● What is required:
The output should consist solely of the line containing "pub fn not_found()" and the lines that follow it through the end of the data below.

___ Data listing ___

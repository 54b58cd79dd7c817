// src/handlers.rs - The HTTP surface: public listener endpoints, the
// Icecast compatibility endpoints and the admin control surface.

use std::sync::Arc;

use rocket::http::{ContentType, Status};
use rocket::request::{FromRequest, Outcome, Request};
use rocket::serde::json::Json;
use rocket::{catch, catchers, get, post, routes, Catcher, Route, State};
use serde::Deserialize;
use serde_json::{json, Value};

use crate::catalog::MediaKind;
use crate::scheduler::PlaybackMode;
use crate::services::ingest::parse_basic_auth;
use crate::station::RadioStation;
use crate::stream::ListenerStream;

pub fn routes() -> Vec<Route> {
    routes![
        stream,
        status,
        now_playing,
        metadata,
        listclients,
        admin_status,
        library,
        control_playback,
        playback_settings,
        general_settings,
        live_credentials,
        admin_credentials,
        reorder,
        rescan,
    ]
}

pub fn catchers() -> Vec<Catcher> {
    catchers![not_found, unauthorized, server_error]
}

/// Request guard for the admin control surface: HTTP Basic against the
/// admin credential pair, compared in constant time.
pub struct AdminUser;

#[rocket::async_trait]
impl<'r> FromRequest<'r> for AdminUser {
    type Error = ();

    async fn from_request(request: &'r Request<'_>) -> Outcome<Self, Self::Error> {
        let Some(station) = request.rocket().state::<Arc<RadioStation>>() else {
            return Outcome::Error((Status::InternalServerError, ()));
        };
        let authorized = request
            .headers()
            .get_one("Authorization")
            .and_then(parse_basic_auth)
            .map(|(user, password)| station.verify_admin_credentials(&user, &password))
            .unwrap_or(false);
        if authorized {
            Outcome::Success(AdminUser)
        } else {
            Outcome::Error((Status::Unauthorized, ()))
        }
    }
}

// ---- public endpoints ------------------------------------------------------

#[get("/stream")]
pub fn stream(station: &State<Arc<RadioStation>>) -> ListenerStream {
    ListenerStream::new(station.inner().clone())
}

#[get("/status")]
pub fn status(station: &State<Arc<RadioStation>>) -> Json<Value> {
    Json(station.status())
}

#[get("/now_playing")]
pub fn now_playing(station: &State<Arc<RadioStation>>) -> String {
    station.now_playing_display()
}

// ---- Icecast compatibility -------------------------------------------------

/// Metadata callback used by source client software while broadcasting.
/// `+` means space in this convention; percent decoding already happened.
#[get("/admin/metadata?<mode>&<mount>&<song>")]
pub fn metadata(
    station: &State<Arc<RadioStation>>,
    mode: &str,
    mount: &str,
    song: &str,
) -> (Status, &'static str) {
    if mode != "updinfo" || mount != "/live" {
        return (Status::BadRequest, "unsupported metadata request");
    }
    if station.update_live_metadata(song) {
        (Status::Ok, "Metadata update successful")
    } else {
        // Auto DJ on air; nothing to update but the client is not at fault.
        (Status::Ok, "Metadata ignored, no live source")
    }
}

/// Minimal icestats stub so source clients polling listener counts keep
/// working.
#[get("/admin/listclients")]
pub fn listclients(station: &State<Arc<RadioStation>>) -> (ContentType, String) {
    let body = format!(
        "<?xml version=\"1.0\"?>\n<icestats><source mount=\"/live\"><Listeners>{}</Listeners></source></icestats>\n",
        station.listener_count()
    );
    (ContentType::XML, body)
}

// ---- admin control surface -------------------------------------------------

#[get("/admin/status")]
pub fn admin_status(_admin: AdminUser, station: &State<Arc<RadioStation>>) -> Json<Value> {
    Json(station.admin_status())
}

#[get("/admin/library")]
pub fn library(_admin: AdminUser, station: &State<Arc<RadioStation>>) -> Json<Value> {
    let catalog = station.catalog_snapshot();
    Json(json!({
        "songs": catalog.songs,
        "jingles": catalog.jingles,
        "ads": catalog.ads,
    }))
}

#[derive(Deserialize)]
pub struct PlaybackCommand {
    action: String,
}

#[post("/admin/playback", data = "<command>")]
pub fn control_playback(
    _admin: AdminUser,
    station: &State<Arc<RadioStation>>,
    command: Json<PlaybackCommand>,
) -> Result<Json<Value>, Status> {
    match command.action.as_str() {
        "start" => station.start_playback(),
        "stop" => station.stop_playback(),
        _ => return Err(Status::BadRequest),
    }
    Ok(Json(json!({ "status": "success" })))
}

#[derive(Deserialize)]
pub struct PlaybackSettings {
    playback_mode: String,
    jingle_interval: u32,
    ad_interval: u32,
}

#[post("/admin/settings/playback", data = "<settings>")]
pub fn playback_settings(
    _admin: AdminUser,
    station: &State<Arc<RadioStation>>,
    settings: Json<PlaybackSettings>,
) -> Result<Json<Value>, Status> {
    let Some(mode) = PlaybackMode::parse(&settings.playback_mode) else {
        return Err(Status::BadRequest);
    };
    station.set_playback_mode(mode);
    station.set_intervals(settings.jingle_interval, settings.ad_interval);
    Ok(Json(json!({ "status": "success" })))
}

#[derive(Deserialize)]
pub struct GeneralSettings {
    radio_name: String,
}

#[post("/admin/settings/general", data = "<settings>")]
pub fn general_settings(
    _admin: AdminUser,
    station: &State<Arc<RadioStation>>,
    settings: Json<GeneralSettings>,
) -> Result<Json<Value>, Status> {
    let name = settings.radio_name.trim();
    if name.is_empty() {
        return Err(Status::BadRequest);
    }
    station.set_radio_name(name).map_err(|e| {
        log::error!("Failed to persist settings: {}", e);
        Status::InternalServerError
    })?;
    Ok(Json(json!({ "status": "success" })))
}

/// Credential updates: empty fields keep the current value so a username
/// can change without re-entering the password.
#[derive(Deserialize)]
pub struct CredentialUpdate {
    #[serde(default)]
    username: String,
    #[serde(default)]
    password: String,
}

#[post("/admin/settings/live", data = "<update>")]
pub fn live_credentials(
    _admin: AdminUser,
    station: &State<Arc<RadioStation>>,
    update: Json<CredentialUpdate>,
) -> Result<Json<Value>, Status> {
    station
        .set_live_credentials(&update.username, &update.password)
        .map_err(|e| {
            log::error!("Failed to persist settings: {}", e);
            Status::InternalServerError
        })?;
    Ok(Json(json!({ "status": "success" })))
}

#[post("/admin/settings/admin", data = "<update>")]
pub fn admin_credentials(
    _admin: AdminUser,
    station: &State<Arc<RadioStation>>,
    update: Json<CredentialUpdate>,
) -> Result<Json<Value>, Status> {
    station
        .set_admin_credentials(&update.username, &update.password)
        .map_err(|e| {
            log::error!("Failed to persist settings: {}", e);
            Status::InternalServerError
        })?;
    Ok(Json(json!({ "status": "success" })))
}

#[derive(Deserialize)]
pub struct ReorderRequest {
    #[serde(rename = "type")]
    list: String,
    order: Vec<String>,
}

#[post("/admin/reorder", data = "<request>")]
pub fn reorder(
    _admin: AdminUser,
    station: &State<Arc<RadioStation>>,
    request: Json<ReorderRequest>,
) -> Result<Json<Value>, Status> {
    let Some(kind) = MediaKind::from_list_name(&request.list) else {
        return Err(Status::BadRequest);
    };
    station.save_order(kind, &request.order).map_err(|e| {
        log::error!("Failed to persist {} order: {}", kind.label(), e);
        Status::InternalServerError
    })?;
    Ok(Json(json!({ "status": "success" })))
}

#[post("/admin/rescan")]
pub fn rescan(_admin: AdminUser, station: &State<Arc<RadioStation>>) -> Json<Value> {
    station.rescan_all();
    Json(json!({ "status": "success" }))
}

// ---- error catchers --------------------------------------------------------

#[catch(404)]
pub fn not_found() -> Json<Value> {
    Json(json!({ "error": "not found" }))
}

#[catch(401)]
pub fn unauthorized() -> Json<Value> {
    Json(json!({ "error": "authorization required" }))
}

#[catch(500)]
pub fn server_error() -> Json<Value> {
    Json(json!({ "error": "internal server error" }))
}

___

● Solution to the exercise:
pub fn not_found() -> Json<Value> {
    Json(json!({ "error": "not found" }))
}

#[catch(401)]
pub fn unauthorized() -> Json<Value> {
    Json(json!({ "error": "authorization required" }))
}

#[catch(500)]
pub fn server_error() -> Json<Value> {
    Json(json!({ "error": "internal server error" }))
}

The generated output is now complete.